Monetary Policy in the New Economy
Uncertainty is a fact of life that affects all policy decisions, and monetary policy is no exception. Unfortunately, discretion itself can increase uncertainty; that is why those who favor credible monetary policy often advocate rules rather than discretion. This issue of Cato Journal reconsiders the rules versus discretion debate in light of the information revolution, globalization, and financial innovation. Most of the papers were first presented at the Cato Institute's 18th Annual Monetary Conference -- "Monetary Policy in the New Economy" -- held in Washington, D.C., October 19, 2000, and co-sponsored with The Economist.

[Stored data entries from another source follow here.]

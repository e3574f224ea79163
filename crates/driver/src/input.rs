use std::str::FromStr;

use tracing::debug;
use triangles_geometry::{Real, Triangle3, Vector3};

use crate::errors::InputError;

const COORDS_PER_TRIANGLE: usize = 9;

/// Parses `N` followed by `N` triangles of nine coordinates each
/// (`ax ay az bx by bz cx cy cz`), separated by any whitespace.
pub fn parse_triangles<T>(input: &str) -> Result<Vec<Triangle3<T>>, InputError>
where
    T: Real + FromStr,
{
    let mut tokens = input.split_whitespace().zip(1..);

    let (count_token, _) = tokens.next().ok_or(InputError::MissingCount)?;
    let expected: usize = count_token
        .parse()
        .map_err(|_| InputError::InvalidCount(count_token.to_string()))?;

    // Never trust the count for the allocation size.
    let available = input.len() / (2 * COORDS_PER_TRIANGLE);
    let mut triangles = Vec::with_capacity(expected.min(available));

    let mut coords = [T::ZERO; COORDS_PER_TRIANGLE];
    while triangles.len() < expected {
        for coord in coords.iter_mut() {
            let Some((token, position)) = tokens.next() else {
                return Err(InputError::Truncated {
                    expected,
                    found: triangles.len(),
                });
            };
            *coord = parse_coordinate(token, position)?;
        }
        let [ax, ay, az, bx, by, bz, cx, cy, cz] = coords;
        triangles.push(Triangle3::new(
            Vector3::new(ax, ay, az),
            Vector3::new(bx, by, bz),
            Vector3::new(cx, cy, cz),
        ));
    }

    if let Some((token, position)) = tokens.next() {
        return Err(InputError::TrailingData {
            token: token.to_string(),
            position,
        });
    }

    debug!(triangles = triangles.len(), "parsed input");
    Ok(triangles)
}

fn parse_coordinate<T>(token: &str, position: usize) -> Result<T, InputError>
where
    T: Real + FromStr,
{
    token
        .parse::<T>()
        .ok()
        .filter(|v| v.is_finite())
        .ok_or_else(|| InputError::InvalidNumber {
            token: token.to_string(),
            position,
        })
}
use serde::{Deserialize, Serialize};

use super::plane::Plane3;
use super::range::Range3;
use super::segment::Segment3;
use super::vector::Vector3;
use crate::tolerance::{is_close, Real};

/// A triangle given by its three vertices.
///
/// Vertices may coincide or be collinear; such a triangle is *degenerate*
/// and behaves as the segment (or point) it collapses to.
#[derive(Debug, Clone, Copy, PartialEq, Serialize, Deserialize)]
pub struct Triangle3<T> {
    pub a: Vector3<T>,
    pub b: Vector3<T>,
    pub c: Vector3<T>,
}

impl<T: Real> Triangle3<T> {
    pub fn new(a: Vector3<T>, b: Vector3<T>, c: Vector3<T>) -> Self {
        Self { a, b, c }
    }

    pub fn vertices(&self) -> [Vector3<T>; 3] {
        [self.a, self.b, self.c]
    }

    /// Edges `ab`, `bc`, `ca`.
    pub fn edges(&self) -> [Segment3<T>; 3] {
        [
            Segment3::new(self.a, self.b),
            Segment3::new(self.b, self.c),
            Segment3::new(self.c, self.a),
        ]
    }

    /// Supporting plane, or `None` for a degenerate triangle.
    pub fn plane(&self) -> Option<Plane3<T>> {
        Plane3::from_points(self.a, self.b, self.c)
    }

    pub fn is_degenerate(&self) -> bool {
        self.plane().is_none()
    }

    pub fn range(&self) -> Range3<T> {
        Range3::from_points(&self.vertices())
    }

    pub fn area(&self) -> T {
        area(&self.a, &self.b, &self.c)
    }

    /// The segment a degenerate triangle collapses to: the edge whose extent
    /// covers the remaining vertex. For a point triangle every edge is that
    /// point.
    pub fn to_segment(&self) -> Segment3<T> {
        let ab = Segment3::new(self.a, self.b);
        if ab.range().contains_point(&self.c) {
            return ab;
        }
        let bc = Segment3::new(self.b, self.c);
        if bc.range().contains_point(&self.a) {
            return bc;
        }
        Segment3::new(self.c, self.a)
    }

    /// Point containment, boundary included.
    ///
    /// The point is inside when the three sub-triangles it forms with the
    /// edges add up to the whole area.
    pub fn contains(&self, p: &Vector3<T>) -> bool {
        if self.is_degenerate() {
            return self.to_segment().contains(p);
        }
        let parts = area(&self.a, &self.b, p) + area(&self.b, &self.c, p) + area(&self.c, &self.a, p);
        is_close(self.area(), parts)
    }

    /// True when some edge of `self` meets some edge of `other`.
    pub fn intersects_edges(&self, other: &Self) -> bool {
        let theirs = other.edges();
        self.edges()
            .iter()
            .any(|mine| theirs.iter().any(|e| mine.intersects(e)))
    }

    /// True when the two triangles share at least one point.
    ///
    /// Triangles whose bounding ranges are apart by more than the tolerance
    /// on some axis never intersect, however the planar tests below round.
    pub fn intersects(&self, other: &Self) -> bool {
        if !self.range().overlaps(&other.range()) {
            return false;
        }
        match (self.plane(), other.plane()) {
            (None, None) => self.to_segment().intersects(&other.to_segment()),
            (None, Some(plane)) => segment_hits(&self.to_segment(), other, &plane),
            (Some(plane), None) => segment_hits(&other.to_segment(), self, &plane),
            (Some(mine), Some(theirs)) if mine.is_close(&theirs) => self.intersects_coplanar(other),
            (Some(mine), Some(theirs)) => {
                self.edges().iter().any(|e| segment_hits(e, other, &theirs))
                    || other.edges().iter().any(|e| segment_hits(e, self, &mine))
            }
        }
    }

    fn intersects_coplanar(&self, other: &Self) -> bool {
        other.vertices().iter().any(|v| self.contains(v))
            || self.vertices().iter().any(|v| other.contains(v))
            || self.intersects_edges(other)
    }
}

fn area<T: Real>(a: &Vector3<T>, b: &Vector3<T>, c: &Vector3<T>) -> T {
    (*a - *b).cross(&(*a - *c)).norm() * T::HALF
}

/// Does `segment` touch `triangle`, whose supporting plane is `plane`?
fn segment_hits<T: Real>(segment: &Segment3<T>, triangle: &Triangle3<T>, plane: &Plane3<T>) -> bool {
    // A segment lying in the plane can cross the triangle without a single
    // piercing point.
    if plane.contains_segment(segment) {
        return triangle.contains(&segment.begin)
            || triangle.contains(&segment.end)
            || triangle.edges().iter().any(|e| e.intersects(segment));
    }

    plane
        .segment_intersection(segment)
        .is_some_and(|p| triangle.contains(&p))
}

The conference papers have been updated for publication and two new papers added (one by David Cronin and Kevin Dowd, the other by Thomas Humphrey). The authors address a variety of issues including the uncertainty created by the "new economy" and its implications for the conduct of monetary policy, the mix of fiscal and monetary policy, the future of central banking versus free-market money, and the various rules and indicators that could be used to guide monetary policy in the new global economy.
Monetary policy can do much harm if it is misguided: excessive money growth (relative to real economic growth) leads to inflation, while deficient money growth or actual contraction can lead to recession, as it did in Japan, or, if severe, to depression, as it did in the United States in the 1930s. Freedom and prosperity are jeopardized in either case. That is why it is so important to consider alternative monetary regimes and the choice of monetary policy framework.
The distinguished contributors to this volume recognize the limits of monetary policy and the importance of achieving monetary stability so that markets can function more smoothly and investment decisions can be made with greater certainty. The question is: What institutions can best provide us with money of stable and predictable value in the new economy of the 21st century?
I thank The Economist for once again cosponsoring the Annual Monetary Conference, the authors for their cooperation in bringing this special issue of the Cato Journal to fruition, and MetaMarkets.com for financial support.